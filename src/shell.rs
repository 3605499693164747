//! Line-oriented playlist console.
//!
//! Reads commands from any [`BufRead`], prints feedback and the re-rendered
//! playlist to any [`Write`]. The playlist is borrowed from the caller for the
//! lifetime of the session.

use std::{
    io::{BufRead, Write},
    path::PathBuf,
};

use anyhow::bail;
use log::debug;

use crate::{feedback::Feedback, import, playlist::Playlist};

const HELP: &str = "\
commands:
  add <path> | <title> | <artist>   queue a music file
  delete <title>                    remove the first track with this title
  next                              move to the next track
  prev                              move to the previous track
  now                               show the current track
  list                              show the playlist
  len                               show the number of tracks
  help                              show this help
  quit                              leave the shell";

#[derive(Debug, Clone, PartialEq, Eq)]
pub enum Command {
    Add {
        path: PathBuf,
        title: String,
        artist: String,
    },
    Delete {
        title: String,
    },
    Next,
    Prev,
    Now,
    List,
    Len,
    Help,
    Quit,
}

impl Command {
    pub fn parse(line: &str) -> anyhow::Result<Option<Command>> {
        let line = line.trim();
        if line.is_empty() {
            return Ok(None);
        }
        let (word, rest) = match line.split_once(char::is_whitespace) {
            Some((word, rest)) => (word, rest.trim()),
            None => (line, ""),
        };

        let command = match word.to_lowercase().as_str() {
            "add" => {
                let parts: Vec<&str> = rest.split('|').map(str::trim).collect();
                let [path, title, artist] = parts.as_slice() else {
                    bail!("usage: add <path> | <title> | <artist>");
                };
                Command::Add {
                    path: PathBuf::from(*path),
                    title: title.to_string(),
                    artist: artist.to_string(),
                }
            }
            "delete" | "rm" => {
                if rest.is_empty() {
                    bail!("usage: delete <title>");
                }
                Command::Delete {
                    title: rest.to_string(),
                }
            }
            "next" => Command::Next,
            "prev" => Command::Prev,
            "now" => Command::Now,
            "list" | "ls" => Command::List,
            "len" => Command::Len,
            "help" | "?" => Command::Help,
            "quit" | "exit" => Command::Quit,
            other => bail!("unknown command '{other}', type 'help'"),
        };
        Ok(Some(command))
    }
}

#[derive(Debug, Clone, Copy, PartialEq, Eq)]
pub enum Flow {
    Continue,
    Quit,
}

pub struct Shell<'p> {
    playlist: &'p mut Playlist,
}

impl<'p> Shell<'p> {
    pub fn new(playlist: &'p mut Playlist) -> Self {
        Self { playlist }
    }

    /// Runs until `quit` or end of input.
    pub fn run<R: BufRead, W: Write>(&mut self, input: R, out: &mut W) -> anyhow::Result<()> {
        write!(out, "> ")?;
        out.flush()?;
        for line in input.lines() {
            if self.execute(&line?, out)? == Flow::Quit {
                return Ok(());
            }
            write!(out, "> ")?;
            out.flush()?;
        }
        writeln!(out)?;
        Ok(())
    }

    /// Executes one input line. Only output errors are returned; command
    /// failures are printed as feedback.
    pub fn execute<W: Write>(&mut self, line: &str, out: &mut W) -> anyhow::Result<Flow> {
        let command = match Command::parse(line) {
            Ok(Some(command)) => command,
            Ok(None) => return Ok(Flow::Continue),
            Err(err) => {
                writeln!(out, "{}", Feedback::error(err.to_string()))?;
                return Ok(Flow::Continue);
            }
        };
        debug!("shell command {command:?}");

        match command {
            Command::Add {
                path,
                title,
                artist,
            } => {
                let feedback = match import::read_track(&path, &title, &artist) {
                    Ok(upload) => upload.add_to(self.playlist),
                    Err(import::error::ImportError::MissingFields) => {
                        Feedback::missing_upload_fields()
                    }
                    Err(err) => Feedback::error(err.to_string()),
                };
                self.report(&feedback, out)?;
            }
            Command::Delete { title } => {
                let result = self.playlist.delete(&title);
                let feedback = Feedback::deleted(&title, &result);
                self.report(&feedback, out)?;
            }
            Command::Next => {
                let feedback = Feedback::navigated(&self.playlist.advance());
                self.report(&feedback, out)?;
            }
            Command::Prev => {
                let feedback = Feedback::navigated(&self.playlist.retreat());
                self.report(&feedback, out)?;
            }
            Command::Now => {
                let current = self.playlist.peek_current();
                writeln!(out, "{}", Feedback::now_playing(current))?;
                if let Some(track) = current {
                    writeln!(
                        out,
                        "  {} bytes, digest {}",
                        track.payload().len(),
                        track.digest().short()
                    )?;
                }
            }
            Command::List => self.print_playlist(out)?,
            Command::Len => writeln!(out, "Total songs: {}", self.playlist.len())?,
            Command::Help => writeln!(out, "{HELP}")?,
            Command::Quit => return Ok(Flow::Quit),
        }
        Ok(Flow::Continue)
    }

    /// prints the feedback and, after a successful change, the playlist
    fn report<W: Write>(&self, feedback: &Feedback, out: &mut W) -> anyhow::Result<()> {
        writeln!(out, "{feedback}")?;
        if feedback.is_success() {
            self.print_playlist(out)?;
        }
        Ok(())
    }

    fn print_playlist<W: Write>(&self, out: &mut W) -> anyhow::Result<()> {
        if self.playlist.is_empty() {
            writeln!(out, "Playlist is empty. Upload some songs!")?;
            return Ok(());
        }
        for line in self.playlist.render() {
            writeln!(out, "{line}")?;
        }
        writeln!(out, "Total songs: {}", self.playlist.len())?;
        Ok(())
    }
}

#[cfg(test)]
mod tests {
    use super::*;
    use std::fs;
    use tempfile::tempdir;

    fn run_script(playlist: &mut Playlist, script: &str) -> anyhow::Result<String> {
        let mut out = Vec::new();
        Shell::new(playlist).run(script.as_bytes(), &mut out)?;
        Ok(String::from_utf8(out)?)
    }

    #[test]
    fn test_parse_add() -> anyhow::Result<()> {
        let command = Command::parse("add ./a b.mp3 | Song Title | The Band")?;

        assert_eq!(
            command,
            Some(Command::Add {
                path: PathBuf::from("./a b.mp3"),
                title: "Song Title".to_string(),
                artist: "The Band".to_string(),
            })
        );
        Ok(())
    }

    #[test]
    fn test_parse_rejects_bad_input() {
        assert!(Command::parse("add only-a-path.mp3").is_err());
        assert!(Command::parse("delete").is_err());
        assert!(Command::parse("shuffle").is_err());
    }

    #[test]
    fn test_parse_blank_and_aliases() -> anyhow::Result<()> {
        assert_eq!(Command::parse("   ")?, None);
        assert_eq!(Command::parse("LS")?, Some(Command::List));
        assert_eq!(
            Command::parse("rm  Two Words ")?,
            Some(Command::Delete {
                title: "Two Words".to_string()
            })
        );
        Ok(())
    }

    #[test]
    fn test_session_adds_navigates_and_deletes() -> anyhow::Result<()> {
        let dir = tempdir()?;
        let a = dir.path().join("a.mp3");
        let b = dir.path().join("b.mp3");
        fs::write(&a, b"aaa")?;
        fs::write(&b, b"bbb")?;

        let script = format!(
            "add {} | A | X\nadd {} | B | Y\nnext\nnext\ndelete B\nlen\nquit\nlen\n",
            a.to_string_lossy(),
            b.to_string_lossy()
        );
        let mut playlist = Playlist::new();
        let output = run_script(&mut playlist, &script)?;

        assert!(output.contains("[ok] Added: A by X"));
        assert!(output.contains("[ok] Now playing: B by Y"));
        assert!(output.contains("▶ 2. B by Y"));
        assert!(output.contains("[warning] End of playlist."));
        assert!(output.contains("[ok] Deleted: B"));
        assert!(output.contains("Total songs: 1"));
        // after adding A, after deleting B and for `len`; nothing runs after quit
        assert_eq!(output.matches("Total songs: 1").count(), 3);

        assert_eq!(playlist.len(), 1);
        assert_eq!(playlist.peek_current().map(|t| t.title()), Some("A"));
        Ok(())
    }

    #[test]
    fn test_session_reports_failures() -> anyhow::Result<()> {
        let mut playlist = Playlist::new();

        let output = run_script(
            &mut playlist,
            "delete Ghost\nprev\nnow\nlist\nadd /nope.mp3 | A | X\nbogus\n",
        )?;

        assert!(output.contains("[error] Cannot delete 'Ghost'. Playlist is empty."));
        assert!(output.contains("[warning] Playlist is empty."));
        assert!(output.contains("[warning] Playlist is empty or no song is selected."));
        assert!(output.contains("Playlist is empty. Upload some songs!"));
        assert!(output.contains("[error] filesystem error at /nope.mp3"));
        assert!(output.contains("[error] unknown command 'bogus'"));
        assert!(playlist.is_empty());
        Ok(())
    }

    #[test]
    fn test_now_shows_digest() -> anyhow::Result<()> {
        let mut playlist = Playlist::new();
        playlist.add("A", "X", b"payload".to_vec());
        let digest = playlist.peek_current().map(|t| t.digest().short());

        let output = run_script(&mut playlist, "now\n")?;

        assert!(output.contains("[ok] Now playing: A by X"));
        assert!(output.contains(&format!("7 bytes, digest {}", digest.unwrap_or_default())));
        Ok(())
    }
}
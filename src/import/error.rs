use std::path::PathBuf;

use thiserror::Error;

#[derive(Debug, Error)]
pub enum ImportError {
    #[error("filesystem error at {}: {source}", .path.display())]
    Fs {
        path: PathBuf,
        #[source]
        source: std::io::Error,
    },

    #[error("{} is not a supported music file", .0.display())]
    NotMusic(PathBuf),

    #[error("title, artist and payload are required")]
    MissingFields,
}
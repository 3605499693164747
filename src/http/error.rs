use rouille::Response;
use thiserror::Error;

use crate::{feedback::Feedback, playlist::PlaylistError};

#[derive(Debug, Error)]
pub enum ApiError {
    #[error("{0}")]
    NotFound(Feedback),

    /// the playlist state does not allow the operation (empty, at a boundary)
    #[error("{0}")]
    Conflict(Feedback),

    #[error("{0}")]
    BadRequest(Feedback),

    #[error("{0}")]
    PayloadTooLarge(Feedback),

    #[error("internal error: {0}")]
    Internal(String),
}

impl ApiError {
    /// Wraps already-rendered feedback for a failed playlist operation.
    pub fn from_playlist(err: &PlaylistError, feedback: Feedback) -> Self {
        match err {
            PlaylistError::NotFound { .. } => ApiError::NotFound(feedback),
            PlaylistError::EmptyPlaylist | PlaylistError::AtEnd | PlaylistError::AtStart => {
                ApiError::Conflict(feedback)
            }
        }
    }

    pub fn status_code(&self) -> u16 {
        match self {
            ApiError::NotFound(_) => 404,
            ApiError::Conflict(_) => 409,
            ApiError::BadRequest(_) => 400,
            ApiError::PayloadTooLarge(_) => 413,
            ApiError::Internal(_) => 500,
        }
    }

    pub fn into_response(self) -> Response {
        let status = self.status_code();
        let feedback = match self {
            ApiError::NotFound(feedback)
            | ApiError::Conflict(feedback)
            | ApiError::BadRequest(feedback)
            | ApiError::PayloadTooLarge(feedback) => feedback,

            ApiError::Internal(msg) => {
                log::error!("internal error: {msg}");
                Feedback::error("internal server error")
            }
        };
        Response::json(&feedback).with_status_code(status)
    }
}

#[cfg(test)]
mod tests {
    use super::*;

    #[test]
    fn test_playlist_errors_map_to_status() {
        let feedback = Feedback::warning("x");

        let not_found = PlaylistError::NotFound {
            title: "A".to_string(),
        };
        assert_eq!(
            ApiError::from_playlist(&not_found, feedback.clone()).status_code(),
            404
        );
        for err in [
            PlaylistError::EmptyPlaylist,
            PlaylistError::AtEnd,
            PlaylistError::AtStart,
        ] {
            assert_eq!(
                ApiError::from_playlist(&err, feedback.clone()).status_code(),
                409
            );
        }
    }

    #[test]
    fn test_internal_hides_details() {
        let response = ApiError::Internal("lock poisoned".to_string()).into_response();

        assert_eq!(response.status_code, 500);
    }
}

★ ★ ★

- Task statement -
From the listing above, collect every line that mentions the word "prints".

- Task result -
//! Reads commands from any [`BufRead`], prints feedback and the re-rendered
    /// prints the feedback and, after a successful change, the playlist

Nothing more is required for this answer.